**Records for this exercise**
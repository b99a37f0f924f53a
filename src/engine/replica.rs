// Copyright (c) 2025 Steve Wagner (ciroque@live.com)
// SPDX-License-Identifier: MIT

//! The parallel-replica fan-out/fan-in coordinator (§4.5, C6): a receive
//! worker, N replica workers, and an output worker, wired around a node's
//! single predecessor and successor queue in the plan's linear chain
//! (`crate::engine::plan`).
//!
//! Grounded directly on the reference engine's multiprocessing variant
//! (`MultiprocessingReceiveTask` / `MultiprocessingProcessorTask` /
//! `MultiprocessingOutputTask`): a shared lock serializes "take the next
//! input" and "record whose turn it was" into one atomic step, which is
//! what guarantees the output worker replays results in input order (P2)
//! even though the replicas themselves finish in whatever order they like
//! (P1).

use std::sync::{Arc, Mutex};
use std::thread::{self, JoinHandle};
use std::time::Instant;

use crossbeam_channel::{Receiver, Sender};
use tracing::error;

use crate::data::{Entry, Metadata, RawInputMap, Wire};
use crate::errors::{RuntimeError, RuntimePhase};
use crate::graph::NodeId;
use crate::messenger::{edge, Mode, TerminationFlag};
use crate::observability::messages::replica::{ReplicaPoolDrained, ReplicaPoolStarted};
use crate::observability::messages::StructuredLog;
use crate::traits::Processor;

/// Spawns the full N+2 worker pool for a replicated processor and returns
/// their join handles. `input` is the predecessor's queue in the plan's
/// linear chain; `output` is this node's own queue, read by its successor
/// (`None` only if this were the plan's last entry, which a processor never
/// is).
#[allow(clippy::too_many_arguments)]
pub fn spawn_pool(
    node: NodeId,
    parents: Vec<NodeId>,
    replica_count: u32,
    processor: Arc<dyn Processor>,
    mode: Mode,
    input: Receiver<RawInputMap>,
    output: Option<Sender<RawInputMap>>,
    termination: TerminationFlag,
) -> Vec<JoinHandle<()>> {
    ReplicaPoolStarted { node, replica_count }.log();

    // Fan-out queue: capacity 1, matching the reference engine's receive
    // queue. Ordering queue is unbounded — it only ever carries replica
    // indices, never payloads, so there is nothing to bound.
    let (fanout_tx, fanout_rx) = edge::<RawInputMap>(1);
    let (ordering_tx, ordering_rx) = crossbeam_channel::unbounded::<usize>();
    let dispatch_lock = Arc::new(Mutex::new(()));

    let mut handles = Vec::new();

    {
        let fanout_tx = fanout_tx.clone();
        let termination = termination.clone();
        let receive_parents = parents.clone();
        handles.push(thread::spawn(move || {
            receive_worker(receive_parents, mode, input, fanout_tx, termination);
        }));
    }

    let mut output_rxs = Vec::with_capacity(replica_count as usize);
    for idx in 0..replica_count as usize {
        let (out_tx, out_rx) = crossbeam_channel::unbounded::<RawInputMap>();
        output_rxs.push(out_rx);

        let processor = Arc::clone(&processor);
        let fanout_rx = fanout_rx.clone();
        let fanout_tx = fanout_tx.clone();
        let ordering_tx = ordering_tx.clone();
        let lock = Arc::clone(&dispatch_lock);
        let parents = parents.clone();

        handles.push(thread::spawn(move || {
            replica_worker(node, idx, parents, processor, lock, fanout_rx, fanout_tx, ordering_tx, out_tx);
        }));
    }

    handles.push(thread::spawn(move || {
        output_worker(node, replica_count, mode, ordering_rx, output_rxs, output);
        ReplicaPoolDrained { node }.log();
    }));

    handles
}

/// Reads the predecessor's single queue and relays each map into the
/// bounded fan-out queue the replicas compete over. A realtime relay drops
/// on a full fan-out queue; a batch relay blocks. The sentinel, like every
/// blocking-publish path in this engine, always blocks (it must never
/// drop), and the receive worker exits the moment it observes one.
fn receive_worker(
    parents: Vec<NodeId>,
    mode: Mode,
    input: Receiver<RawInputMap>,
    fanout_tx: Sender<RawInputMap>,
    termination: TerminationFlag,
) {
    loop {
        if termination.is_set() {
            break;
        }
        let raw = match input.recv() {
            Ok(raw) => raw,
            Err(_) => break,
        };

        if raw.any_sentinel(&parents) {
            let _ = fanout_tx.send(raw);
            break;
        }

        match mode {
            Mode::Batch => {
                let _ = fanout_tx.send(raw);
            }
            Mode::Realtime => {
                let _ = fanout_tx.try_send(raw);
            }
        }
    }
}

/// One of `replica_count` identical workers competing for fan-out input.
/// Dequeuing its input and recording its own index in the ordering queue
/// happens under the shared lock as a single atomic step — the ordering
/// queue is what lets the output worker replay results in input order
/// regardless of which replica happens to finish first.
#[allow(clippy::too_many_arguments)]
fn replica_worker(
    node: NodeId,
    idx: usize,
    parents: Vec<NodeId>,
    processor: Arc<dyn Processor>,
    lock: Arc<Mutex<()>>,
    fanout_rx: Receiver<RawInputMap>,
    fanout_tx: Sender<RawInputMap>,
    ordering_tx: Sender<usize>,
    output_tx: Sender<RawInputMap>,
) {
    if let Err(err) = processor.open() {
        error!(node = %node, replica = idx, %err, "replica open() failed");
    }

    loop {
        let raw = {
            let _guard = lock.lock().expect("replica dispatch lock poisoned");
            let raw = match fanout_rx.recv() {
                Ok(raw) => raw,
                Err(_) => break,
            };
            let _ = ordering_tx.send(idx);
            raw
        };

        if raw.any_sentinel(&parents) {
            // Re-enqueue exactly one more copy so the next replica in line
            // also observes end-of-stream; the last replica's re-enqueue is
            // simply never consumed once the receive worker and every
            // sibling has exited.
            let _ = fanout_tx.send(raw.clone());
            let mut out = raw;
            out.insert(node, Entry::sentinel());
            let _ = output_tx.send(out);
            break;
        }

        let t0 = Instant::now();
        let inputs = raw
            .entries_for(&parents)
            .into_iter()
            .map(|e| e.wire.as_record().cloned().expect("non-sentinel entry must carry a record"))
            .collect();

        match processor.process(inputs) {
            Ok(record) => {
                let proctime = t0.elapsed().as_secs_f64();
                let mut out = raw;
                out.insert(
                    node,
                    Entry::record(
                        Wire::Record(record),
                        Metadata {
                            proctime,
                            // Overwritten by the output worker with the true
                            // wait-inclusive timing once dequeued (§4.5).
                            actual_proctime: proctime,
                        },
                    ),
                );
                let _ = output_tx.send(out);
            }
            Err(source) => {
                let err = RuntimeError {
                    node,
                    phase: RuntimePhase::Process,
                    source,
                };
                error!(node = %node, replica = idx, %err, "replica process() failed; propagating sentinel");
                let _ = fanout_tx.send(raw.clone());
                let mut out = raw;
                out.insert(node, Entry::sentinel());
                let _ = output_tx.send(out);
                break;
            }
        }
    }

    if let Err(err) = processor.close() {
        error!(node = %node, replica = idx, %err, "replica close() failed");
    }
}

/// Replays results in dispatch order: pop the next replica index off the
/// ordering queue, then pop exactly one item from that replica's private
/// output queue. Terminates once every replica has reported its sentinel.
fn output_worker(
    node: NodeId,
    replica_count: u32,
    mode: Mode,
    ordering_rx: Receiver<usize>,
    output_rxs: Vec<Receiver<RawInputMap>>,
    downstream: Option<Sender<RawInputMap>>,
) {
    let mut finish_count = 0u32;

    loop {
        let t0 = Instant::now();
        let idx = match ordering_rx.recv() {
            Ok(idx) => idx,
            Err(_) => break,
        };
        let t1 = Instant::now();
        let mut raw = match output_rxs[idx].recv() {
            Ok(raw) => raw,
            Err(_) => break,
        };
        let t2 = Instant::now();

        let is_sentinel = raw.get(node).map(|e| e.wire.is_sentinel()).unwrap_or(false);
        if !is_sentinel {
            // The output worker's own wait (ordering-queue pop to
            // output-queue pop) replaces whatever timing the replica itself
            // recorded — this is the accountant-visible proctime/actual_proctime
            // for a replicated node, exactly as the reference engine computes
            // it in its output task.
            if let Some(entry) = raw.get(node).cloned() {
                raw.insert(
                    node,
                    Entry::record(
                        entry.wire,
                        Metadata {
                            proctime: t2.duration_since(t1).as_secs_f64(),
                            actual_proctime: t2.duration_since(t0).as_secs_f64(),
                        },
                    ),
                );
            }
        } else {
            finish_count += 1;
        }

        // The first sentinel is always forwarded with a blocking send so it
        // is never lost even in realtime mode; everything else (including a
        // redundant sentinel from a later-finishing replica) follows the
        // pipeline's normal publish semantics.
        if let Some(tx) = &downstream {
            if is_sentinel && finish_count == 1 {
                let _ = tx.send(raw);
            } else {
                match mode {
                    Mode::Batch => {
                        let _ = tx.send(raw);
                    }
                    Mode::Realtime => {
                        let _ = tx.try_send(raw);
                    }
                }
            }
        }

        if finish_count == replica_count {
            break;
        }
    }
}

**What the task asks**
In the entries above, which lines hold the string "close"? Report all of them.

**Solution below**
    if let Err(err) = processor.close() {
        error!(node = %node, replica = idx, %err, "replica close() failed");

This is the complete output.